//! Local terminal frontend.
//!
//! Three tasks run side by side: a reader feeding the session input, an
//! output copier draining the session output to the terminal, and the
//! session itself. None of them cancels the others. When the terminal hits
//! end of input the reader finishes, the session sees end of stream and
//! returns, and the copier drains what is left and stops.
//!
//! On an interactive terminal the reader switches it to raw mode and pushes
//! keystrokes through a [`Bridge`], the same editor the telnet frontend
//! uses. Piped input is read a line at a time by [`LocalLineReader`].

#[cfg(unix)]
use std::io::IsTerminal;
use std::io::{self, BufRead, Read};
use std::sync::Arc;

use embsh_types::config::ShellSettings;
use embsh_types::error::{Result, ShellError};
use tokio::io::{AsyncWrite, AsyncWriteExt};

use crate::bridge::Bridge;
use crate::completion::{History, WordCompleter};
use crate::line_editor::LineEditor;
use crate::output::{LineEnding, OutputAdapter};
use crate::registry::CommandRegistry;
use crate::scheduler::{EditorExecutor, SchedulerFacade};
use crate::shell::Shell;
use crate::stream::{self, StreamReader, StreamWriter};

/// Bytes copied to the terminal per output unit.
const OUTPUT_UNIT: usize = 4096;

/// Bytes taken from a raw terminal per read.
const KEY_CHUNK: usize = 64;

type Source = Box<dyn BufRead + Send>;

/// Where session input comes from.
enum Input {
    /// Cooked input, one line per read.
    Lines(Source),
    /// Raw keystrokes.
    Keys(Box<dyn Read + Send>),
}

/// Blocking-style line reader with history and word completion.
///
/// Each read runs on the host's blocking pool through the executor, so the
/// runtime keeps serving other tasks while the terminal waits for Enter.
/// `!!` and `!n` recall earlier lines. A line ending in TAB has its last
/// word completed: a unique match is submitted, otherwise the candidates
/// are shown and nothing is submitted.
pub struct LocalLineReader<E> {
    executor: E,
    /// Moved into the blocking job for the duration of each read.
    source: Option<Source>,
    history: History,
    completer: WordCompleter,
    notices: Option<(StreamWriter, String)>,
}

impl<E> LocalLineReader<E>
where
    E: EditorExecutor,
{
    pub fn new(executor: E, source: Source) -> Self {
        Self {
            executor,
            source: Some(source),
            history: History::new(),
            completer: WordCompleter::default(),
            notices: None,
        }
    }

    pub fn with_completer(mut self, completer: WordCompleter) -> Self {
        self.completer = completer;
        self
    }

    /// Write completion candidates and recall errors to `out`, followed by
    /// `prompt` so the user knows input is still expected.
    pub fn with_notices(mut self, out: StreamWriter, prompt: impl Into<String>) -> Self {
        self.notices = Some((out, prompt.into()));
        self
    }

    /// Next line for the shell, without terminator. `None` at end of input.
    pub async fn read_line(&mut self) -> Result<Option<String>> {
        loop {
            let Some(raw) = self.read_raw().await? else {
                return Ok(None);
            };
            if let Some(line) = self.prepare(&raw)? {
                return Ok(Some(line));
            }
        }
    }

    async fn read_raw(&mut self) -> Result<Option<String>> {
        let mut source = self.source.take().ok_or(ShellError::StreamClosed)?;
        let job = self.executor.run_in_executor(move || {
            let mut line = String::new();
            let read = source.read_line(&mut line);
            (source, read.map(|n| (n, line)))
        });
        let (source, read) = job.await.map_err(io::Error::other)?;
        self.source = Some(source);
        match read? {
            (0, _) => Ok(None),
            (_, line) => Ok(Some(line)),
        }
    }

    /// Apply completion and history recall. `None` means nothing to submit.
    fn prepare(&mut self, raw: &str) -> Result<Option<String>> {
        let mut line = raw.trim_end_matches(['\n', '\r']).to_string();

        if line.ends_with('\t') {
            line.truncate(line.trim_end_matches('\t').len());
            let start = line.rfind(' ').map_or(0, |pos| pos + 1);
            let word = &line[start..];
            let candidates = self.completer.complete(word);
            match candidates.as_slice() {
                [only] => {
                    let only = only.to_string();
                    line.replace_range(start.., &only);
                },
                [] => {
                    let msg = format!("no completion for {word:?}\n");
                    self.notice(&msg)?;
                    return Ok(None);
                },
                many => {
                    let msg = format!("{}\n", many.join("  "));
                    self.notice(&msg)?;
                    return Ok(None);
                },
            }
        }

        let line = match self.history.expand(&line) {
            Ok(line) => line,
            Err(e) => {
                self.notice(&format!("{e}\n"))?;
                return Ok(None);
            },
        };
        self.history.push(&line);
        Ok(Some(line))
    }

    fn notice(&self, msg: &str) -> Result<()> {
        match &self.notices {
            Some((out, prompt)) => {
                out.feed(msg.to_string())?;
                out.feed(prompt.clone())
            },
            None => {
                log::info!("{}", msg.trim_end());
                Ok(())
            },
        }
    }
}

/// Reader task: terminal lines into the session input.
async fn feed_stdin<E: EditorExecutor>(
    mut reader: LocalLineReader<E>,
    input: StreamWriter,
) -> Result<()> {
    while let Some(line) = reader.read_line().await? {
        input.feed(format!("{line}\n"))?;
    }
    log::debug!("terminal input closed");
    Ok(())
}

/// Reader task for a raw terminal: keystrokes through the line-editing bridge.
async fn feed_keystrokes<E: EditorExecutor>(
    executor: E,
    mut source: Box<dyn Read + Send>,
    mut bridge: Bridge,
) -> Result<()> {
    while !bridge.is_closed() {
        let job = executor.run_in_executor(move || {
            let mut buf = [0u8; KEY_CHUNK];
            let read = source.read(&mut buf).map(|n| buf[..n].to_vec());
            (source, read)
        });
        let (returned, read) = job.await.map_err(io::Error::other)?;
        source = returned;
        let keys = read?;
        if keys.is_empty() {
            break;
        }
        bridge.on_bytes_received(&keys)?;
    }
    log::debug!("terminal input closed");
    Ok(())
}

/// Output task: session output units to the terminal.
async fn copy_output<W>(mut output: StreamReader, mut sink: W) -> Result<()>
where
    W: AsyncWrite + Unpin,
{
    while let Some(unit) = output.read(OUTPUT_UNIT).await {
        sink.write_all(&unit).await?;
        sink.flush().await?;
    }
    Ok(())
}

/// Run a shell session on the local terminal until stdin is exhausted.
///
/// An interactive terminal is put in raw mode for the duration and gets
/// arrow-key history and in-place TAB completion.
pub async fn run_stdin_shell(registry: Arc<CommandRegistry>, settings: &ShellSettings) -> Result<()> {
    #[cfg(unix)]
    if io::stdin().is_terminal() {
        let _raw = crate::tty::RawModeGuard::enable()?;
        let keys = Input::Keys(Box::new(io::stdin()));
        return run_local_shell(registry, settings, keys, tokio::io::stdout()).await;
    }
    let lines = Input::Lines(Box::new(io::BufReader::new(io::stdin())));
    run_local_shell(registry, settings, lines, tokio::io::stdout()).await
}

/// Wire reader, session, and output copier over `input` and `sink`.
async fn run_local_shell<W>(
    registry: Arc<CommandRegistry>,
    settings: &ShellSettings,
    input: Input,
    sink: W,
) -> Result<()>
where
    W: AsyncWrite + Unpin + Send + 'static,
{
    let facade = SchedulerFacade::current()?;
    let (input_tx, input_rx) = stream::channel();
    let (output_tx, output_rx) = stream::channel();
    let completer = WordCompleter::from_registry(&registry);

    let reader_task = match input {
        Input::Lines(source) => {
            let reader = LocalLineReader::new(facade, source)
                .with_completer(completer)
                .with_notices(output_tx.clone(), settings.prompt.clone());
            tokio::spawn(feed_stdin(reader, input_tx))
        },
        Input::Keys(source) => {
            let editor = LineEditor::new("").with_completer(completer);
            let echo = OutputAdapter::new(output_tx.clone(), LineEnding::Lf);
            let bridge = Bridge::new(editor, input_tx, echo);
            tokio::spawn(feed_keystrokes(facade, source, bridge))
        },
    };
    let shell = Shell::attach(
        registry,
        input_rx,
        OutputAdapter::new(output_tx, LineEnding::Lf),
        settings.prompt.clone(),
        settings.welcome.clone(),
    );

    let writer_task = tokio::spawn(copy_output(output_rx, sink));
    let shell_task = tokio::spawn(shell.run());
    let (shell_res, writer_res, reader_res) = tokio::join!(shell_task, writer_task, reader_task);

    let mut first_err = None;
    for (name, res) in [("shell", shell_res), ("output", writer_res), ("reader", reader_res)] {
        let res = res
            .map_err(|e| ShellError::Io(io::Error::other(e)))
            .and_then(|r| r);
        if let Err(e) = res {
            log::warn!("{name} task failed: {e}");
            first_err.get_or_insert(e);
        }
    }
    first_err.map_or(Ok(()), Err)
}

* **AIM OF THE TASK**
Reply with the count alone: how many lines of the records contain the string "candidates"?

* **RESPONSE**
4